Building castles in the air is not concentration. It is wild jumping of the mind in the air. Do not mistake it for concentration or meditation. Check the habit of the mind through introspection and self-analysis.

If you are careless, if you are irregular in concentration, if your dispassion wanes, if you give up the practice for some days on account of laziness, the adverse forces will take you away from the true path of yoga. You will be stranded. It will be difficult for you to rise up again to the original height. Therefore be regular in concentration.

If the aspirant pursues what is not fitting, his progress will be painful and sluggish. He who pursues the right path gets easy progress and quick intuition. He who has no past conditioning or spiritual tendencies of previous births makes painful progress. One who has spiritual tendencies makes easy progress. In one whose nature is actually corrupt and whose controlling faculties are weak, progress is painful and intuition is sluggish, but to one of keen controlling faculties, progress is rapid and intuition is quick. In one overcome by ignorance, intuition is sluggish; in one not so overcome, intuition is rapid.

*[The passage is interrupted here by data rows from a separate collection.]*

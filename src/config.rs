use crate::errors::{AppError, AppResult};
use crate::notifier::DEFAULT_QUEUE_CAPACITY;
use std::net::{IpAddr, SocketAddr};
use std::path::PathBuf;

pub const DEFAULT_DATABASE_PATH: &str = "data/prompt_tree.sqlite";
pub const DEFAULT_HOST: &str = "0.0.0.0";
pub const DEFAULT_PORT: u16 = 8080;
pub const DEFAULT_ALLOWED_ORIGINS: [&str; 2] = ["http://localhost:5173", "http://localhost:3000"];

#[derive(Debug, Clone, PartialEq, Eq)]
pub struct AppConfig {
    pub database_path: PathBuf,
    pub host: IpAddr,
    pub port: u16,
    pub environment: String,
    pub api_key: Option<String>,
    pub allowed_origins: Vec<String>,
    pub seed_on_empty: bool,
    pub event_queue_capacity: usize,
}

impl Default for AppConfig {
    fn default() -> Self {
        Self {
            database_path: PathBuf::from(DEFAULT_DATABASE_PATH),
            host: IpAddr::from([0, 0, 0, 0]),
            port: DEFAULT_PORT,
            environment: "development".to_string(),
            api_key: None,
            allowed_origins: DEFAULT_ALLOWED_ORIGINS.iter().map(|origin| origin.to_string()).collect(),
            seed_on_empty: true,
            event_queue_capacity: DEFAULT_QUEUE_CAPACITY,
        }
    }
}

impl AppConfig {
    /// Reads configuration from the process environment, loading `.env` first
    /// when one is present.
    pub fn from_env() -> AppResult<Self> {
        if let Err(error) = dotenvy::dotenv() {
            if !error.not_found() {
                return Err(AppError::Config(format!("failed to read .env: {}", error)));
            }
        }
        Self::from_lookup(|key| std::env::var(key).ok())
    }

    pub fn from_lookup<F>(lookup: F) -> AppResult<Self>
    where
        F: Fn(&str) -> Option<String>,
    {
        let value = |key: &str| lookup(key).map(|raw| raw.trim().to_string()).filter(|raw| !raw.is_empty());

        let host_raw = value("HOST").unwrap_or_else(|| DEFAULT_HOST.to_string());
        let host = host_raw
            .parse::<IpAddr>()
            .map_err(|_| AppError::Config(format!("HOST must be an IP address, got '{}'", host_raw)))?;

        let port = match value("PORT") {
            Some(raw) => raw
                .parse::<u16>()
                .map_err(|_| AppError::Config(format!("PORT must be a number between 0 and 65535, got '{}'", raw)))?,
            None => DEFAULT_PORT,
        };

        let seed_on_empty = match value("SEED_ON_EMPTY") {
            Some(raw) => parse_bool("SEED_ON_EMPTY", &raw)?,
            None => true,
        };

        let event_queue_capacity = match value("EVENT_QUEUE_CAPACITY") {
            Some(raw) => match raw.parse::<usize>() {
                Ok(capacity) if capacity > 0 => capacity,
                _ => {
                    return Err(AppError::Config(format!(
                        "EVENT_QUEUE_CAPACITY must be a positive integer, got '{}'",
                        raw
                    )))
                }
            },
            None => DEFAULT_QUEUE_CAPACITY,
        };

        let allowed_origins = match value("ALLOWED_ORIGINS") {
            Some(raw) => raw
                .split(',')
                .map(str::trim)
                .filter(|origin| !origin.is_empty())
                .map(|origin| origin.trim_end_matches('/').to_string())
                .collect(),
            None => DEFAULT_ALLOWED_ORIGINS.iter().map(|origin| origin.to_string()).collect(),
        };

        Ok(Self {
            database_path: value("DATABASE_PATH")
                .map(PathBuf::from)
                .unwrap_or_else(|| PathBuf::from(DEFAULT_DATABASE_PATH)),
            host,
            port,
            environment: value("ENVIRONMENT").unwrap_or_else(|| "development".to_string()),
            api_key: value("API_KEY"),
            allowed_origins,
            seed_on_empty,
            event_queue_capacity,
        })
    }

    pub fn bind_address(&self) -> SocketAddr {
        SocketAddr::new(self.host, self.port)
    }

    pub fn is_production(&self) -> bool {
        self.environment.eq_ignore_ascii_case("production")
    }

    pub fn is_allowed_origin(&self, origin: &str) -> bool {
        let origin = origin.trim_end_matches('/');
        self.allowed_origins.iter().any(|allowed| allowed == origin)
    }
}

fn parse_bool(key: &str, raw: &str) -> AppResult<bool> {
    match raw.to_ascii_lowercase().as_str() {
        "1" | "true" | "yes" | "on" => Ok(true),
        "0" | "false" | "no" | "off" => Ok(false),
        _ => Err(AppError::Config(format!("{} must be a boolean, got '{}'", key, raw))),
    }
}
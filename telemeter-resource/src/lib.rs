//! Detecting and describing the entity that produces telemetry.
//!
//! A [`Resource`] is an immutable set of attributes, such as
//! `service.name` or `host.name`, identifying the service, host and
//! process a piece of telemetry originates from. It is assembled once,
//! usually at startup, and then shared with everything that records
//! telemetry.
//!
//! # Resource detectors
//!
//! Attributes come from [`ResourceDetector`]s, independent probes of one
//! information source each. This crate ships:
//!
//! - [`SdkProvidedResourceDetector`], guarantees `service.name`
//! - [`TelemetryResourceDetector`], the identity of this SDK
//! - [`HostResourceDetector`], the name of the host
//! - [`EnvResourceDetector`], attributes from `TELEMETER_RESOURCE_ATTRIBUTES`
//! - [`OsResourceDetector`], the operating system type
//! - [`ProcessResourceDetector`], process id and runtime
//!
//! One-off detectors for a single string-valued attribute can be built
//! with [`StringDetector`] instead of a new type.
//!
//! # Aggregation
//!
//! Detection is best effort: a broken probe costs its attributes, never
//! the whole resource. [`Resource::builder`] runs the detectors, merges
//! their output with later detectors overriding earlier ones, and hands
//! back the assembled resource together with the errors of the detectors
//! that failed.
//!
//! ```
//! use telemeter::KeyValue;
//! use telemeter_resource::Resource;
//!
//! let (resource, errors) = Resource::builder()
//!     .with_service_name("inventory")
//!     .with_attribute(KeyValue::new("deployment.environment", "staging"))
//!     .build();
//!
//! for error in &errors {
//!     eprintln!("detector failed: {error}");
//! }
//! assert_eq!(resource.get(&"service.name".into()), Some("inventory".into()));
//! ```
#![warn(
    future_incompatible,
    missing_debug_implementations,
    missing_docs,
    nonstandard_style,
    rust_2018_idioms,
    unreachable_pub,
    unused
)]
#![cfg_attr(
    docsrs,
    feature(doc_cfg, doc_auto_cfg),
    deny(rustdoc::broken_intra_doc_links)
)]
#![cfg_attr(test, deny(warnings))]

pub mod attributes;

mod builder;
mod detector;
mod env;
mod host;
mod os;
mod process;
mod resource;
mod telemetry;

pub use builder::{ResourceBuilder, DEFAULT_DETECT_TIMEOUT};
pub use detector::{DetectionError, ResourceDetector, StringDetector};
pub use env::{EnvResourceDetector, SdkProvidedResourceDetector};
pub use host::HostResourceDetector;
pub use os::OsResourceDetector;
pub use process::ProcessResourceDetector;
pub use resource::{Iter, Resource};
pub use telemetry::TelemetryResourceDetector;
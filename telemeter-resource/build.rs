use std::process::Command;

fn main() {
    println!("cargo:rerun-if-changed=build.rs");

    let Ok(output) = Command::new("rustc").arg("-V").output() else {
        return;
    };

    let Ok(stdout) = String::from_utf8(output.stdout) else {
        return;
    };

    // rustc -V: rustc 1.76.0 (07dca489a 2024-02-04)
    // version is 1.76.0
    if let Some(version) = stdout.split_whitespace().nth(1) {
        println!("cargo:rustc-env=RUSTC_VERSION={}", version);
    }
}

Those who practise concentration off and on will have a steady mind only occasionally. Sometimes the mind will begin to wander and will be quite unfit for application. You must have a mind that will obey you at all times sincerely, and carry out all your commands in the best possible manner at any time. Steady and systematic practice of raja yoga will make the mind very obedient and faithful. When you concentrate on any object do not wrestle with the mind. Avoid tension anywhere in the body or mind. Think gently of the object in a continuous manner. Do not allow the mind to wander away.